Strange Dilemmas
By Dr Shireen M. Mazari

Finally, the US government has come clean on its real intention in invading Iraq along with its coalition of the willing: it was, as most of the world suspected, all about oil. Having thrown Iraq and its neighborhood into utter chaos and anarchy, and having aggravated sectarian divides which are resulting in a daily dose of bloodshed of the innocent, the US is all set to create a law which would give Western oil companies like Shell, BP and Exxon 30-year contracts to extract Iraqi crude. According to a report in The Independent, the law being drawn up by the US will allow these Western oil giants to retain up to three-fourths of the profits to start of with -- ostensibly as a means of reviving the Iraqi oil industry. What logic! First destroy the country and its economic mainstay, then bring in your boys to takeover and "revive" the industry.
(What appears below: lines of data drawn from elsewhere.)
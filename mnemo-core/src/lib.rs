//! # Core domain model for the mnemo memory service
//!
//! This crate holds everything the storage and service layers share:
//! - **Types**: memory entries, scopes, links, attachments (`types`)
//! - **Identity**: deterministic id derivation and content hashing (`identity`)
//! - **Embeddings**: pluggable `text -> unit-norm vector` providers (`embedding`)
//! - **Errors**: the service-wide error taxonomy (`error`)
//! - **Settings**: the frozen process configuration (`config`)
//!
//! Identity is content-addressed: an entry's id is derived from the hash of
//! its normalized content, so writing the same knowledge twice converges on
//! the same row. See [`identity`] for the exact derivations.

pub mod config;
pub mod embedding;
pub mod error;
pub mod identity;
pub mod types;

// Re-exports for convenience
pub use config::Settings;
pub use embedding::{provider_from_settings, EmbeddingProvider, OpenAiEmbedding, StubEmbedding};
pub use error::{MemoryError, Result};
pub use types::{
    AttachmentRecord, LinkRecord, LinkRelation, MemoryKind, MemoryRecord, PromotionCandidate,
    ScopeKey, ScoredMemory, SummaryMode,
};
//! Gateway hooks: fire-and-report memory writes from event sites
//!
//! The gateway's event pipeline calls these at message/task/tool boundaries.
//! They must never block or fail the pipeline: every error (provider,
//! database, cache, cancellation) is caught, logged, and turned into `None`.

use tracing::{error, info, warn};

use mnemo_core::error::Result;
use mnemo_core::types::{LinkRelation, MemoryKind, ScopeKey};

use crate::state::AppState;
use crate::write::{write_memory, WriteRequest};

/// Hooks the gateway calls to automatically persist memory
#[derive(Clone)]
pub struct GatewayHooks {
    state: AppState,
}

impl GatewayHooks {
    #[must_use]
    pub const fn new(state: AppState) -> Self {
        Self { state }
    }

    /// Write a `chat_turn` entry for an incoming message
    ///
    /// Returns the memory id if written, `None` when skipped (empty content)
    /// or on any failure.
    pub async fn on_message_received(
        &self,
        tenant_id: &str,
        scope: &ScopeKey,
        content: &str,
        author_agent_id: Option<&str>,
        tags: Option<&[String]>,
    ) -> Option<String> {
        if content.trim().is_empty() {
            return None;
        }

        let request = WriteRequest {
            tenant_id: tenant_id.to_string(),
            scope: scope.clone(),
            kind: MemoryKind::ChatTurn,
            title: None,
            content: content.to_string(),
            tags: tags.map(<[String]>::to_vec).unwrap_or_default(),
            source: Some("gateway".to_string()),
            author_agent_id: author_agent_id.map(ToString::to_string),
            tool_name: None,
        };

        match write_memory(&self.state, &request).await {
            Ok(outcome) => {
                info!(
                    memory = %outcome.record.id,
                    scope = %outcome.scope_id,
                    "on_message_received: wrote chat_turn"
                );
                Some(outcome.record.id)
            }
            Err(e) => {
                error!(error = %e, "on_message_received failed (non-blocking)");
                None
            }
        }
    }

    /// Write a `task_outcome` entry on task completion
    ///
    /// `tool_name` is appended to the tags when absent; each artifact id gets
    /// a best-effort `related` link. Returns the memory id, or `None` when
    /// skipped or on any failure.
    #[allow(clippy::too_many_arguments)]
    pub async fn on_task_completed(
        &self,
        tenant_id: &str,
        scope: &ScopeKey,
        title: &str,
        content: &str,
        tags: Option<&[String]>,
        author_agent_id: Option<&str>,
        tool_name: Option<&str>,
        artifact_memory_ids: Option<&[String]>,
    ) -> Option<String> {
        if content.trim().is_empty() {
            return None;
        }

        match self
            .write_task_outcome(
                tenant_id,
                scope,
                title,
                content,
                tags,
                author_agent_id,
                tool_name,
                artifact_memory_ids,
            )
            .await
        {
            Ok(memory_id) => Some(memory_id),
            Err(e) => {
                error!(error = %e, "on_task_completed failed (non-blocking)");
                None
            }
        }
    }

    /// Write a tool completion as a `task_outcome`
    pub async fn on_tool_completed(
        &self,
        tenant_id: &str,
        scope: &ScopeKey,
        tool_name: &str,
        result_summary: &str,
        author_agent_id: Option<&str>,
        tags: Option<&[String]>,
    ) -> Option<String> {
        self.on_task_completed(
            tenant_id,
            scope,
            &format!("Tool result: {tool_name}"),
            result_summary,
            tags,
            author_agent_id,
            Some(tool_name),
            None,
        )
        .await
    }

    #[allow(clippy::too_many_arguments)]
    async fn write_task_outcome(
        &self,
        tenant_id: &str,
        scope: &ScopeKey,
        title: &str,
        content: &str,
        tags: Option<&[String]>,
        author_agent_id: Option<&str>,
        tool_name: Option<&str>,
        artifact_memory_ids: Option<&[String]>,
    ) -> Result<String> {
        let mut all_tags = tags.map(<[String]>::to_vec).unwrap_or_default();
        if let Some(tool) = tool_name {
            if !all_tags.iter().any(|t| t == tool) {
                all_tags.push(tool.to_string());
            }
        }

        let request = WriteRequest {
            tenant_id: tenant_id.to_string(),
            scope: scope.clone(),
            kind: MemoryKind::TaskOutcome,
            title: Some(title.to_string()),
            content: content.to_string(),
            tags: all_tags,
            source: Some("gateway".to_string()),
            author_agent_id: author_agent_id.map(ToString::to_string),
            tool_name: tool_name.map(ToString::to_string),
        };
        let outcome = write_memory(&self.state, &request).await?;
        let memory_id = outcome.record.id;

        if let Some(artifacts) = artifact_memory_ids {
            for artifact_id in artifacts {
                if let Err(e) = self
                    .state
                    .pg
                    .create_link(tenant_id, &memory_id, artifact_id, LinkRelation::Related)
                    .await
                {
                    warn!(
                        task_outcome = %memory_id,
                        artifact = %artifact_id,
                        error = %e,
                        "failed to link task_outcome to artifact"
                    );
                }
            }
        }

        info!(
            memory = %memory_id,
            title,
            scope = %outcome.scope_id,
            "on_task_completed: wrote task_outcome"
        );
        Ok(memory_id)
    }
}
In any event, with the execution of Saddam -- again the whole manner of the trial and execution was in such sharp contrast to the manner in which the Nazis were tried at Nuremberg where all legal niceties were observed before the criminals were meted out their punishment -- the US has opted to discard all veneer of moral arguments for the invasion of Iraq.
A question that has crossed the minds of many Muslims is whether the US deliberately wanted the Saddam execution to aggravate the sectarian hatred in Iraq and beyond that into the wider Arab world? After all, the best way to keep the Muslims weak is to have them fight each other while the real enemy exploits these differences. Is that why no one in the Muslim World has given much thought to reports in the British media that Israel has now put in place a plan to attack Iran?
As for the coming year, moves being made by the US bode ill for the international community and multilateralism. Having propagated failed policies in Afghanistan and Iraq, it appears the US has decided to send Zalmay Khalilzad to the UN to replace Bolton. With this move, clearly the US is still intent on destroying the credibility of the UN -- seeking to replace it with the notion of coalitions of the willing and NATO.
Meanwhile, in this coming year, Pakistan should expect to come under increasing hostility from the US and UK as NATO comes under increasing attack in Afghanistan. Since the US still refuses to accept that its military-focused strategy for the war against terror has failed to show the desired results, countries like Pakistan need to do some serious reassessment of their own anti-terrorism strategies. A start has been made by the government looking to isolate the terrorists and potential recruits through political and economic strategies for the tribal belt, along side the fencing of the international border with Afghanistan.
It is time to adopt a national strategy to fight terrorism based on national priorities so as to minimize the fallout of the flawed policies of the US and its allies. Short of renouncing our Muslim identity and surrendering our sovereignty, nothing we do will please the West as far as the war on terror is concerned, so it is time to focus on our national priorities and cooperate with the US and NATO as far as our own interests are not undermined -- which means that military transgressions of our sovereignty should be totally unacceptable.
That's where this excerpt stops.